Shampoo-To make shampoo, add some liquid castile soap to fermented rice water, plus your choice of aloe, chamomile tea or a small amount of essential oil.
Facial cleanser and toner-Put a small amount of rice water on a cotton ball and gently smooth over your face and neck as a toner. To clean with it, massage it into your skin. Rinse if desired. You can also make a face mask with a thick sheet of tissue paper.
Bath soak-Grate up a little natural bar soap and add it, along with some vitamin E, to the rice water for a soothing bath soak.
Body scrub-Add some sea salt, a bit of essential oil, and citrus to make a natural exfoliant. Rub on and rinse.
Sunscreen- Buying sunscreens that contain rice water extracts may improve protection from the sun’s rays. Sunscreens that contained rice bran extracts, along with other plant extracts, improved UVA/UVB protection.

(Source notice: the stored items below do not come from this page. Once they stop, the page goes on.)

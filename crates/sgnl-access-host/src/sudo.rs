// crates/sgnl-access-host/src/sudo.rs
// ============================================================================
// Module: Sudo Policy Adapter
// Description: PolicyPlugin implementation for sudo-style command checks.
// Purpose: Map commands and arguments onto decision queries and verdicts.
// Dependencies: sgnl-access-client, sgnl-access-config, sgnl-access-core
// ============================================================================

//! ## Overview
//! A command with no arguments is one evaluation of the program with the
//! `sudo` action. A command with arguments is a single batch request: the
//! program with the `sudo` action, plus one query per non-empty argument
//! whose action is the program itself. Every query must be allowed; the
//! first non-allowed result decides the outcome.
//!
//! Security posture: the adapter refuses to construct over an invalid
//! configuration, and an empty decision set is an error, never an allow.

// ============================================================================
// SECTION: Imports
// ============================================================================

use std::sync::Arc;

use sgnl_access_client::AccessDecision;
use sgnl_access_client::DEFAULT_ACTION;
use sgnl_access_client::DecisionClient;
use sgnl_access_client::HttpsTransport;
use sgnl_access_client::Transport;
use sgnl_access_client::is_valid_identifier;
use sgnl_access_config::ConfigResolver;
use sgnl_access_core::AccessResult;
use sgnl_access_core::LogSink;

use crate::context::HostContext;
use crate::plugin::PluginError;
use crate::plugin::PolicyCheck;
use crate::plugin::PolicyPlugin;

// ============================================================================
// SECTION: Constants
// ============================================================================

/// Action evaluated for the program being elevated.
pub const SUDO_ACTION: &str = "sudo";

// ============================================================================
// SECTION: Adapter
// ============================================================================

/// Sudo policy plugin backed by a decision client.
///
/// # Invariants
/// - The wrapped client has a valid configuration.
pub struct SudoPolicyAdapter<T: Transport = HttpsTransport> {
    /// Decision client used for every query.
    client: DecisionClient<T>,
}

impl SudoPolicyAdapter<HttpsTransport> {
    /// Loads configuration and builds an adapter over the HTTPS transport.
    ///
    /// # Errors
    ///
    /// Returns [`PluginError::Config`] when the configuration cannot be
    /// loaded or is incomplete. The resolver has already logged the cause.
    pub fn load(
        resolver: &mut ConfigResolver,
        sink: Arc<dyn LogSink>,
    ) -> Result<Self, PluginError> {
        if !resolver.load() {
            return Err(PluginError::Config(format!(
                "failed to load {}",
                resolver.path().display()
            )));
        }
        Self::new(DecisionClient::new(resolver.config().clone()).with_sink(sink))
    }
}

impl<T: Transport> SudoPolicyAdapter<T> {
    /// Wraps a decision client.
    ///
    /// # Errors
    ///
    /// Returns [`PluginError::Config`] when the client configuration is invalid.
    pub fn new(client: DecisionClient<T>) -> Result<Self, PluginError> {
        client
            .config()
            .validate()
            .map_err(|err| PluginError::Config(err.to_string()))?;
        Ok(Self {
            client,
        })
    }

    /// Returns the wrapped client.
    #[must_use]
    pub const fn client(&self) -> &DecisionClient<T> {
        &self.client
    }

    /// Answers a list request for the context's principal.
    ///
    /// With a command, reports whether that command may be executed.
    /// Without one, lists every allowed command.
    #[must_use]
    pub fn list(&self, command: Option<&str>, context: &HostContext) -> Vec<String> {
        let principal = context.principal();
        match command {
            Some(command) => {
                let result = self.client.check_access(principal, command, DEFAULT_ACTION);
                if result == AccessResult::Allowed {
                    vec![format!("You are allowed to execute '{command}'")]
                } else {
                    vec![format!("You are NOT allowed to execute '{command}'")]
                }
            }
            None => {
                let allowed = self.list_allowed(principal);
                if allowed.is_empty() {
                    return vec!["No commands are currently allowed.".to_string()];
                }
                let mut lines = Vec::with_capacity(allowed.len() + 1);
                lines.push("Allowed commands:".to_string());
                lines.extend(allowed.into_iter().map(|command| format!("  - {command}")));
                lines
            }
        }
    }

    /// Returns the version banner, plus connection details when `verbose`.
    #[must_use]
    pub fn version_lines(&self, verbose: bool) -> Vec<String> {
        let mut lines = vec![self.report_version()];
        if verbose {
            let config = self.client.config();
            lines.push(format!("  decision service: {}", config.service_url()));
            lines.push(format!("  request timeout: {}s", config.timeout.as_secs()));
            lines.push(format!("  retry count: {}", config.retry_count));
            let tls = if config.validate_ssl { "enabled" } else { "disabled" };
            lines.push(format!("  TLS verification: {tls}"));
        }
        lines
    }
}

impl<T: Transport> PolicyPlugin for SudoPolicyAdapter<T> {
    fn check_policy(&self, command: &[String], context: &HostContext) -> PolicyCheck {
        let principal = context.principal();
        let Some((program, args)) = command.split_first() else {
            return PolicyCheck::new(
                principal,
                AccessResult::InvalidRequest,
                "no command specified",
                Vec::new(),
            );
        };
        if !is_valid_identifier(principal) {
            return PolicyCheck::new(
                principal,
                AccessResult::InvalidRequest,
                "invalid principal in host user info",
                Vec::new(),
            );
        }
        let args: Vec<&str> =
            args.iter().map(String::as_str).filter(|arg| !arg.is_empty()).collect();
        let decisions = if args.is_empty() {
            vec![self.client.evaluate_access(principal, program, SUDO_ACTION)]
        } else {
            let mut queries = Vec::with_capacity(args.len() + 1);
            queries.push((program.as_str(), SUDO_ACTION));
            queries.extend(args.iter().map(|arg| (*arg, program.as_str())));
            self.client.evaluate_access_batch(principal, &queries)
        };
        let result = combined_result(&decisions);
        let message = if result == AccessResult::Allowed {
            format!("access granted for {principal} to run {program}")
        } else {
            format!(
                "access denied for {principal} to run '{}': {}",
                command.join(" "),
                result.description()
            )
        };
        PolicyCheck::new(principal, result, message, decisions)
    }

    fn list_allowed(&self, principal: &str) -> Vec<String> {
        self.client.asset_search(principal, DEFAULT_ACTION)
    }

    fn validate_config(&self) -> bool {
        self.client.validate() == AccessResult::Ok
    }

    fn report_version(&self) -> String {
        version_banner()
    }
}

/// Returns the plugin version banner.
#[must_use]
pub fn version_banner() -> String {
    format!("SGNL sudo policy plugin version {}", sgnl_access_core::VERSION)
}

/// Folds per-query decisions into one result.
///
/// Returns `ALLOWED` only when every decision is allowed; an empty set is
/// an error.
#[must_use]
pub fn combined_result(decisions: &[AccessDecision]) -> AccessResult {
    if decisions.is_empty() {
        return AccessResult::Error;
    }
    decisions
        .iter()
        .map(|decision| decision.result)
        .find(|result| *result != AccessResult::Allowed)
        .unwrap_or(AccessResult::Allowed)
}

// ============================================================================
// SECTION: Tests
// ============================================================================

Takeaway-Rice water is very popular right now. While not all claims about how it can help your skin and hair are proven, there’s evidence that it helps certain types of skin problems, like sun damage and natural aging. It also repairs damaged hair. While it’s not recommended that you drink a lot of rice water due to its possible arsenic content, applying it to your skin and hair may bring positive benefits. Speak with a dermatologist first before beginning any skin regimen.